Thanks Willy, this usually happens when i send restart signals to a process 
while the older process has not finished. 

ej.   

proces 1000 is currently active so i send restart to haproxy with -sf 1000 new 
process is 1001
the killing of process 1000 takes say 30 secs in that same 30 seconds my auto 
scale adds or removes another server and sends restarts haproxy with -sh 1001

im not sure which of the both gets in D state but it only happens when im doing 
scaling of more than 1 host at the time. the server is currently processing 
about 200k requests per minute so it takes a bit to restart an instance.  

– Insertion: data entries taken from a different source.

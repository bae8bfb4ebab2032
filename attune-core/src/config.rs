//! Configuration types.
//!
//! Every threshold the engine uses is injected from here; nothing in the
//! algorithms reads a hard-coded constant. All sections use `#[serde(default)]`
//! so a partial TOML file only overrides what it names.

use std::time::Duration;

use attune_observe::LogConfig;
use serde::{Deserialize, Serialize};

/// Main configuration.
#[derive(Debug, Clone, Default, PartialEq, Serialize, Deserialize)]
#[serde(default)]
pub struct AttuneConfig {
    /// Lifecycle, escalation and background loop settings.
    pub orchestrator: OrchestratorConfig,
    /// Adaptive difficulty thresholds.
    pub difficulty: DifficultyConfig,
    /// Forgetting curve and review schedule settings.
    pub retention: RetentionConfig,
    /// Retry and timeout policy for storage calls.
    pub persistence: PersistenceConfig,
    /// Analyzer fan-out settings.
    pub analyzers: AnalyzerConfig,
    /// Dashboard projection settings.
    pub dashboard: DashboardConfig,
    /// Logging output.
    pub logging: LogConfig,
}

impl AttuneConfig {
    /// Parse a TOML document.
    pub fn from_toml(contents: &str) -> Result<Self, toml::de::Error> {
        toml::from_str(contents)
    }

    /// Render as a TOML document.
    pub fn to_toml(&self) -> Result<String, toml::ser::Error> {
        toml::to_string_pretty(self)
    }
}

/// Orchestrator lifecycle configuration.
#[derive(Debug, Clone, PartialEq, Serialize, Deserialize)]
#[serde(default)]
pub struct OrchestratorConfig {
    /// Interval between monitoring ticks.
    pub monitoring_interval_ms: u64,
    /// Interval between optimization cycles.
    pub optimization_interval_ms: u64,
    /// Fraction of failed events (systemic faults only) that triggers MAINTENANCE.
    pub error_rate_threshold: f64,
    /// Events that must be observed before the error rate is trusted.
    pub min_events_for_escalation: u64,
    /// Health score at or above which the system is `healthy`.
    pub healthy_threshold: f64,
    /// Health score at or above which the system is `warning` (below: `critical`).
    pub warning_threshold: f64,
    /// Average response time above which an optimization cycle logs a warning.
    pub response_time_budget_ms: f64,
}

impl Default for OrchestratorConfig {
    fn default() -> Self {
        Self {
            monitoring_interval_ms: 30_000,
            optimization_interval_ms: 300_000,
            error_rate_threshold: 0.25,
            min_events_for_escalation: 10,
            healthy_threshold: 0.8,
            warning_threshold: 0.5,
            response_time_budget_ms: 250.0,
        }
    }
}

impl OrchestratorConfig {
    pub fn monitoring_interval(&self) -> Duration {
        Duration::from_millis(self.monitoring_interval_ms.max(1))
    }

    pub fn optimization_interval(&self) -> Duration {
        Duration::from_millis(self.optimization_interval_ms.max(1))
    }
}

/// Adaptive difficulty configuration.
///
/// Up- and down-thresholds differ on purpose; keep
/// `medium_to_easy_accuracy < easy_to_medium_accuracy` and
/// `hard_to_medium_accuracy < medium_to_hard_accuracy`.
#[derive(Debug, Clone, PartialEq, Serialize, Deserialize)]
#[serde(default)]
pub struct DifficultyConfig {
    /// Capacity of each rolling history.
    pub window_capacity: usize,
    /// Records required before the tier can move off MEDIUM.
    pub min_records: usize,
    /// Most recent points used for the trend slope.
    pub trend_window: usize,
    pub easy_to_medium_accuracy: f64,
    pub medium_to_hard_accuracy: f64,
    pub medium_to_easy_accuracy: f64,
    pub hard_to_medium_accuracy: f64,
    /// Slope below which performance counts as declining.
    pub decline_trend: f64,
    /// Attempts ahead that `predict_score` extrapolates the trend.
    pub prediction_horizon: f64,
}

impl Default for DifficultyConfig {
    fn default() -> Self {
        Self {
            window_capacity: 10,
            min_records: 3,
            trend_window: 5,
            easy_to_medium_accuracy: 0.70,
            medium_to_hard_accuracy: 0.80,
            medium_to_easy_accuracy: 0.30,
            hard_to_medium_accuracy: 0.40,
            decline_trend: -0.10,
            prediction_horizon: 10.0,
        }
    }
}

/// Retention scheduling configuration.
#[derive(Debug, Clone, PartialEq, Serialize, Deserialize)]
#[serde(default)]
pub struct RetentionConfig {
    /// Base review offsets in days before personalization. Must be strictly increasing.
    pub base_offsets_days: Vec<f64>,
    pub default_initial_retention: f64,
    pub default_decay_rate: f64,
    pub min_decay_rate: f64,
    pub max_decay_rate: f64,
    /// Consolidation gained per successful recall.
    pub consolidation_gain: f64,
    /// Consolidation lost per failed recall.
    pub lapse_penalty: f64,
    pub min_consolidation: f64,
    pub max_consolidation: f64,
    /// Multiplier applied to the last successful interval after a lapse.
    pub lapse_factor: f64,
    /// Growth applied past the end of the base schedule.
    pub growth_factor: f64,
    /// Review outcomes kept per item for curve fitting.
    pub history_limit: usize,
    /// Interference resistance of a new item.
    pub default_interference_resistance: f64,
    /// Reviews at least this many days after the previous one test resistance
    /// to interference.
    pub long_interval_days: f64,
    /// How far the recall rate over long intervals moves resistance away
    /// from the default.
    pub interference_gain: f64,
    pub min_interference_resistance: f64,
    pub max_interference_resistance: f64,
}

impl Default for RetentionConfig {
    fn default() -> Self {
        Self {
            base_offsets_days: vec![1.0, 3.0, 7.0, 14.0, 30.0, 60.0],
            default_initial_retention: 0.9,
            default_decay_rate: 0.3,
            min_decay_rate: 0.01,
            max_decay_rate: 2.0,
            consolidation_gain: 0.2,
            lapse_penalty: 0.3,
            min_consolidation: 0.5,
            max_consolidation: 3.0,
            lapse_factor: 0.5,
            growth_factor: 1.5,
            history_limit: 20,
            default_interference_resistance: 1.0,
            long_interval_days: 3.0,
            interference_gain: 0.5,
            min_interference_resistance: 0.5,
            max_interference_resistance: 2.0,
        }
    }
}

/// Retry policy for persistence calls.
#[derive(Debug, Clone, PartialEq, Serialize, Deserialize)]
#[serde(default)]
pub struct PersistenceConfig {
    pub max_attempts: u32,
    pub base_delay_ms: u64,
    pub backoff_multiplier: f64,
    pub max_delay_ms: u64,
    /// Budget for all attempts of one call, delays included.
    pub overall_timeout_ms: u64,
}

impl Default for PersistenceConfig {
    fn default() -> Self {
        Self {
            max_attempts: 3,
            base_delay_ms: 100,
            backoff_multiplier: 2.0,
            max_delay_ms: 2_000,
            overall_timeout_ms: 10_000,
        }
    }
}

/// Analyzer fan-out configuration.
#[derive(Debug, Clone, PartialEq, Serialize, Deserialize)]
#[serde(default)]
pub struct AnalyzerConfig {
    /// Per-analyzer timeout.
    pub timeout_ms: u64,
}

impl Default for AnalyzerConfig {
    fn default() -> Self {
        Self { timeout_ms: 5_000 }
    }
}

/// Dashboard projection configuration.
#[derive(Debug, Clone, PartialEq, Serialize, Deserialize)]
#[serde(default)]
pub struct DashboardConfig {
    /// Timeout for one projection call.
    pub timeout_ms: u64,
}

impl Default for DashboardConfig {
    fn default() -> Self {
        Self { timeout_ms: 5_000 }
    }
}

impl DashboardConfig {
    pub fn timeout(&self) -> Duration {
        Duration::from_millis(self.timeout_ms.max(1))
    }
}
//! Logging and tracing setup for attune.
//!
//! Every attune crate logs through `tracing`. This crate owns the one place
//! where a subscriber gets installed, so binaries and tests agree on the
//! format and filtering rules.
//!
//! `RUST_LOG` always wins over the configured level, which keeps
//! per-module debugging possible without touching config files.

use serde::{Deserialize, Serialize};
use tracing_subscriber::EnvFilter;
use tracing_subscriber::layer::SubscriberExt;
use tracing_subscriber::util::SubscriberInitExt;

/// Output format for log lines.
#[derive(Debug, Clone, Copy, Default, PartialEq, Eq, Serialize, Deserialize)]
#[serde(rename_all = "snake_case")]
pub enum LogFormat {
    /// Human-readable lines (default for terminals).
    #[default]
    Pretty,
    /// One JSON object per line, for log shippers.
    Json,
}

/// Logging configuration.
#[derive(Debug, Clone, PartialEq, Eq, Serialize, Deserialize)]
#[serde(default)]
pub struct LogConfig {
    /// Default filter directive (e.g. `info`, `attune_core=debug`).
    pub level: String,
    /// Output format.
    pub format: LogFormat,
    /// Whether to emit ANSI colors in pretty mode.
    pub ansi: bool,
}

impl Default for LogConfig {
    fn default() -> Self {
        Self {
            level: "info".to_string(),
            format: LogFormat::Pretty,
            ansi: true,
        }
    }
}

impl LogConfig {
    /// Override the level, keeping everything else.
    #[must_use]
    pub fn with_level(mut self, level: impl Into<String>) -> Self {
        self.level = level.into();
        self
    }

    /// Override the output format.
    #[must_use]
    pub fn with_format(mut self, format: LogFormat) -> Self {
        self.format = format;
        self
    }

    /// Build the filter, preferring `RUST_LOG` when it is set.
    pub fn env_filter(&self) -> Result<EnvFilter, ObserveError> {
        if std::env::var_os(EnvFilter::DEFAULT_ENV).is_some() {
            return Ok(EnvFilter::from_default_env());
        }
        EnvFilter::try_new(&self.level).map_err(|e| ObserveError::InvalidFilter {
            directive: self.level.clone(),
            reason: e.to_string(),
        })
    }
}

/// Error type for logging initialization.
#[derive(Debug, thiserror::Error)]
pub enum ObserveError {
    /// The configured level is not a valid filter directive.
    #[error("invalid log filter '{directive}': {reason}")]
    InvalidFilter { directive: String, reason: String },

    /// A global subscriber is already installed.
    #[error("failed to set global subscriber: {0}")]
    SetGlobalSubscriber(#[from] tracing_subscriber::util::TryInitError),
}

/// Install the global tracing subscriber described by `config`.
///
/// Logs go to stderr; stdout stays free for command output.
///
/// Fails if a subscriber has already been installed in this process.
pub fn init_logging(config: &LogConfig) -> Result<(), ObserveError> {
    let filter = config.env_filter()?;
    let registry = tracing_subscriber::registry().with(filter);

    match config.format {
        LogFormat::Pretty => registry
            .with(
                tracing_subscriber::fmt::layer()
                    .with_writer(std::io::stderr)
                    .with_ansi(config.ansi)
                    .with_target(true),
            )
            .try_init()?,
        LogFormat::Json => registry
            .with(
                tracing_subscriber::fmt::layer()
                    .with_writer(std::io::stderr)
                    .json()
                    .with_current_span(true)
                    .with_span_list(false),
            )
            .try_init()?,
    }

    tracing::debug!(level = %config.level, format = ?config.format, "Logging initialized");
    Ok(())
}
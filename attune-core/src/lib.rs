//! attune-core: adaptive orchestration and difficulty scheduling
//!
//! This crate provides the engine behind attune:
//!
//! - **Orchestrator** - [`Orchestrator`] routes [`Event`]s, tracks lifecycle state and health
//! - **Metrics** - [`MetricsAggregator`] maps session payloads into metric categories
//! - **Analyzers** - [`AnalyzerRegistry`] runs pluggable [`Analyzer`]s with fault isolation
//! - **Difficulty** - [`AdaptiveDifficultyEngine`] keeps per-activity tiers with hysteresis
//! - **Retention** - [`RetentionScheduler`] schedules reviews on personalized forgetting curves
//! - **Collaborators** - [`PersistenceGateway`] and [`DashboardProjector`] contracts
//!
//! # Quick Start
//!
//! ```no_run
//! use attune_core::{AttuneConfig, Event, Orchestrator};
//! use serde_json::json;
//!
//! # async fn example() -> attune_core::Result<()> {
//! let orchestrator = Orchestrator::builder(AttuneConfig::default())
//!     .with_builtin_analyzers()
//!     .build()
//!     .await;
//! orchestrator.initialize().await?;
//!
//! let response = orchestrator
//!     .process_event(Event::new(
//!         "game_end",
//!         json!({"userId": "u1", "activityId": "memory-match", "performance": {"accuracy": 0.8}}),
//!     ))
//!     .await;
//! assert!(response.success);
//!
//! orchestrator.shutdown().await;
//! # Ok(())
//! # }
//! ```

pub mod analyzers;
pub mod config;
pub mod dashboard;
pub mod difficulty;
pub mod error;
pub mod events;
pub(crate) mod keyed;
pub mod metrics;
pub mod orchestrator;
pub mod persistence;
pub mod retention;

// Re-export key types for convenience
pub use analyzers::{
    AnalysisReport, Analyzer, AnalyzerRegistry, AnalyzerResult, EngagementAnalyzer,
    SensoryRegulationAnalyzer,
};
pub use config::{
    AnalyzerConfig, AttuneConfig, DashboardConfig, DifficultyConfig, OrchestratorConfig,
    PersistenceConfig, RetentionConfig,
};
pub use dashboard::{DashboardProjector, DashboardView, InMemoryProjector};
pub use difficulty::{AdaptiveDifficultyEngine, DifficultyDecision, DifficultyTier, PerformanceRecord};
pub use error::{
    AnalyzerError, AttuneError, GatewayError, PersistenceError, Result, StateError,
    ValidationError,
};
pub use events::{Event, EventResponse, EventTag, ReviewInput, SessionData};
pub use metrics::{MetricsAggregator, SessionMetrics};
pub use orchestrator::{
    Capability, HealthReport, HealthStatus, OptimizationReport, Orchestrator, OrchestratorBuilder,
    OrchestratorState, StateTransition, StatisticsSnapshot,
};
pub use persistence::{
    AnalysisRecord, InMemoryGateway, JsonlGateway, Persistence, PersistenceGateway, RetryPolicy,
    SessionRecord,
};
pub use retention::{ForgettingCurve, RetentionProfile, RetentionScheduler, ReviewPlan};
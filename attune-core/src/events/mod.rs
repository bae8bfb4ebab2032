//! Inbound event types
//!
//! Events arrive as `{type, data}` pairs. The tag set is closed, but unknown
//! tags are carried through as [`EventTag::Unknown`] instead of being rejected.

pub mod payload;
pub mod types;

pub use payload::{PerformanceData, ProfilePayload, ReviewInput, SensoryData, SessionData};
pub use types::{Event, EventResponse, EventTag};
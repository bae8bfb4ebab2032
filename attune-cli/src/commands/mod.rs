pub mod config;
pub mod replay;
pub mod run;

use std::path::Path;
use std::sync::Arc;

use attune_core::{
    AttuneConfig, InMemoryGateway, InMemoryProjector, JsonlGateway, Orchestrator,
    PersistenceGateway,
};

/// Build an orchestrator with the built-in analyzers and an in-memory dashboard.
///
/// With a data directory, sessions and profiles are stored as JSON lines there;
/// otherwise they live in memory for the lifetime of the process.
pub async fn build_orchestrator(
    config: AttuneConfig,
    data_dir: Option<&Path>,
    background_tasks: bool,
) -> Orchestrator {
    let gateway: Arc<dyn PersistenceGateway> = match data_dir {
        Some(dir) => Arc::new(JsonlGateway::new(dir)),
        None => Arc::new(InMemoryGateway::new()),
    };

    Orchestrator::builder(config)
        .with_builtin_analyzers()
        .with_gateway(gateway)
        .with_projector(Arc::new(InMemoryProjector::new()))
        .with_background_tasks(background_tasks)
        .build()
        .await
}
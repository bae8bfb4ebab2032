//! Event envelope and response types

use std::fmt;

use chrono::{DateTime, Utc};
use serde::{Deserialize, Serialize};
use serde_json::Value;

/// Event type tag
///
/// Serialized as its snake_case name. Any other string deserializes to
/// `Unknown` so that callers are never rejected for sending a new tag.
#[derive(Debug, Clone, PartialEq, Eq, Hash, Serialize, Deserialize)]
#[serde(from = "String", into = "String")]
pub enum EventTag {
    GameStart,
    GameEnd,
    UserInteraction,
    MetricsUpdate,
    TherapeuticSession,
    SystemOptimization,
    ProfileCreated,
    ProfileUpdated,
    ProfileAnalyzed,
    UserProfileInteraction,
    Unknown(String),
}

impl EventTag {
    pub fn as_str(&self) -> &str {
        match self {
            Self::GameStart => "game_start",
            Self::GameEnd => "game_end",
            Self::UserInteraction => "user_interaction",
            Self::MetricsUpdate => "metrics_update",
            Self::TherapeuticSession => "therapeutic_session",
            Self::SystemOptimization => "system_optimization",
            Self::ProfileCreated => "profile_created",
            Self::ProfileUpdated => "profile_updated",
            Self::ProfileAnalyzed => "profile_analyzed",
            Self::UserProfileInteraction => "user_profile_interaction",
            Self::Unknown(tag) => tag,
        }
    }
}

impl From<&str> for EventTag {
    fn from(tag: &str) -> Self {
        match tag {
            "game_start" => Self::GameStart,
            "game_end" => Self::GameEnd,
            "user_interaction" => Self::UserInteraction,
            "metrics_update" => Self::MetricsUpdate,
            "therapeutic_session" => Self::TherapeuticSession,
            "system_optimization" => Self::SystemOptimization,
            "profile_created" => Self::ProfileCreated,
            "profile_updated" => Self::ProfileUpdated,
            "profile_analyzed" => Self::ProfileAnalyzed,
            "user_profile_interaction" => Self::UserProfileInteraction,
            other => Self::Unknown(other.to_string()),
        }
    }
}

impl From<String> for EventTag {
    fn from(tag: String) -> Self {
        Self::from(tag.as_str())
    }
}

impl From<EventTag> for String {
    fn from(tag: EventTag) -> Self {
        tag.as_str().to_string()
    }
}

impl fmt::Display for EventTag {
    fn fmt(&self, f: &mut fmt::Formatter<'_>) -> fmt::Result {
        f.write_str(self.as_str())
    }
}

/// An inbound play/telemetry event
#[derive(Debug, Clone, PartialEq, Serialize, Deserialize)]
pub struct Event {
    #[serde(rename = "type")]
    pub event_type: EventTag,
    #[serde(default)]
    pub data: Value,
    #[serde(default = "Utc::now")]
    pub timestamp: DateTime<Utc>,
}

impl Event {
    /// Create an event stamped with the current time.
    pub fn new(event_type: impl Into<EventTag>, data: Value) -> Self {
        Self {
            event_type: event_type.into(),
            data,
            timestamp: Utc::now(),
        }
    }

    /// Override the timestamp.
    #[must_use]
    pub fn at(mut self, timestamp: DateTime<Utc>) -> Self {
        self.timestamp = timestamp;
        self
    }
}

/// Response returned for every processed event
///
/// `process_event` never fails; failures are reported through `success`
/// and `error` instead.
#[derive(Debug, Clone, PartialEq, Serialize, Deserialize)]
#[serde(rename_all = "camelCase")]
pub struct EventResponse {
    pub success: bool,
    /// Wall-clock handling time in milliseconds.
    pub response_time: f64,
    #[serde(default, skip_serializing_if = "Option::is_none")]
    pub result: Option<Value>,
    #[serde(default, skip_serializing_if = "Option::is_none")]
    pub error: Option<String>,
}

impl EventResponse {
    pub fn ok(result: Value, response_time: f64) -> Self {
        Self {
            success: true,
            response_time,
            result: Some(result),
            error: None,
        }
    }

    pub fn failed(error: impl Into<String>, response_time: f64) -> Self {
        Self {
            success: false,
            response_time,
            result: None,
            error: Some(error.into()),
        }
    }
}
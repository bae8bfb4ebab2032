use std::path::PathBuf;

use anyhow::{Context, Result};
use attune_core::{AttuneConfig, Event, EventResponse, Orchestrator};
use clap::Args;
use tracing::warn;

use super::build_orchestrator;

#[derive(Args)]
pub struct ReplayArgs {
    /// JSON lines file with one `{type, data, timestamp}` event per line
    pub file: PathBuf,

    /// Print every response as a JSON line
    #[arg(long)]
    pub json: bool,

    /// Store sessions and profiles as JSON lines under this directory
    #[arg(long, value_name = "DIR")]
    pub data_dir: Option<PathBuf>,
}

/// Counts for one replay.
#[derive(Debug, Default, PartialEq)]
pub struct ReplaySummary {
    pub events: usize,
    pub succeeded: usize,
    pub failed: usize,
    /// Lines that did not parse as an event.
    pub skipped: usize,
}

pub async fn run(args: ReplayArgs, config: AttuneConfig) -> Result<()> {
    let contents = tokio::fs::read_to_string(&args.file)
        .await
        .with_context(|| format!("Failed to read {}", args.file.display()))?;

    let orchestrator = build_orchestrator(config, args.data_dir.as_deref(), false).await;
    orchestrator.initialize().await?;

    let json = args.json;
    let summary = replay(&orchestrator, &contents, |line, event, response| {
        if json {
            match serde_json::to_string(response) {
                Ok(out) => println!("{out}"),
                Err(e) => warn!(line, error = %e, "Failed to render response"),
            }
        } else {
            let outcome = match &response.error {
                None => "ok".to_string(),
                Some(error) => format!("failed: {error}"),
            };
            println!(
                "{:>5}  {:<26} {:>8.2} ms  {}",
                line,
                event.event_type.as_str(),
                response.response_time,
                outcome
            );
        }
    })
    .await;

    if !json {
        let stats = orchestrator.get_unified_statistics().await;
        println!();
        println!(
            "Replayed {} events: {} succeeded, {} failed, {} skipped",
            summary.events, summary.succeeded, summary.failed, summary.skipped
        );
        println!(
            "State: {}  Health: {:?} ({}/{})  Avg response: {:.2} ms",
            stats.state,
            stats.system_health.status,
            stats.system_health.active_components,
            stats.system_health.total_components,
            stats.average_response_time
        );
    }

    orchestrator.shutdown().await;
    Ok(())
}

/// Feed every line of `contents` to the orchestrator in order.
pub async fn replay<F>(orchestrator: &Orchestrator, contents: &str, mut on_response: F) -> ReplaySummary
where
    F: FnMut(usize, &Event, &EventResponse),
{
    let mut summary = ReplaySummary::default();

    for (index, line) in contents.lines().enumerate() {
        let line_no = index + 1;
        if line.trim().is_empty() {
            continue;
        }

        let event: Event = match serde_json::from_str(line) {
            Ok(event) => event,
            Err(e) => {
                warn!(line = line_no, error = %e, "Skipping line that is not an event");
                summary.skipped += 1;
                continue;
            }
        };

        let response = orchestrator.process_event(event.clone()).await;
        summary.events += 1;
        if response.success {
            summary.succeeded += 1;
        } else {
            summary.failed += 1;
        }
        on_response(line_no, &event, &response);
    }

    summary
}
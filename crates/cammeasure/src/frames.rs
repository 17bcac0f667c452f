//! Frame-view construction helpers.

use cammeasure_core::FrameView;
use cammeasure_detect::DetectError;

/// Build a [`FrameView`] from a raw RGBA slice, checking the buffer shape.
pub fn frame_from_rgba(
    width: usize,
    height: usize,
    data: &[u8],
) -> Result<FrameView<'_>, DetectError> {
    if width == 0 || height == 0 {
        return Err(DetectError::InvalidFrameDimensions { width, height });
    }
    let expected = 4 * width * height;
    if data.len() != expected {
        return Err(DetectError::InvalidFrameBuffer {
            expected,
            got: data.len(),
        });
    }
    Ok(FrameView::new(width, height, data))
}

/// Convert an `image::RgbaImage` into the lightweight view type.
#[cfg(feature = "image")]
pub fn rgba_view(img: &::image::RgbaImage) -> FrameView<'_> {
    FrameView::new(img.width() as usize, img.height() as usize, img.as_raw())
}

I've changed my script to only add or remove 1 server at the time see if that 
helps. 

On another note, I've been looking for a concise guide on what kernel 
parameters i can tweak to improve performance. I gotta say im impressed already 
on how well it handles traffic. but i would like to perhaps try to squeeze a 
bit more. out of it on peaks each one of my load balancer is balancing about 
100 backend servers and processing an average of 3k- 5k  requests per second. 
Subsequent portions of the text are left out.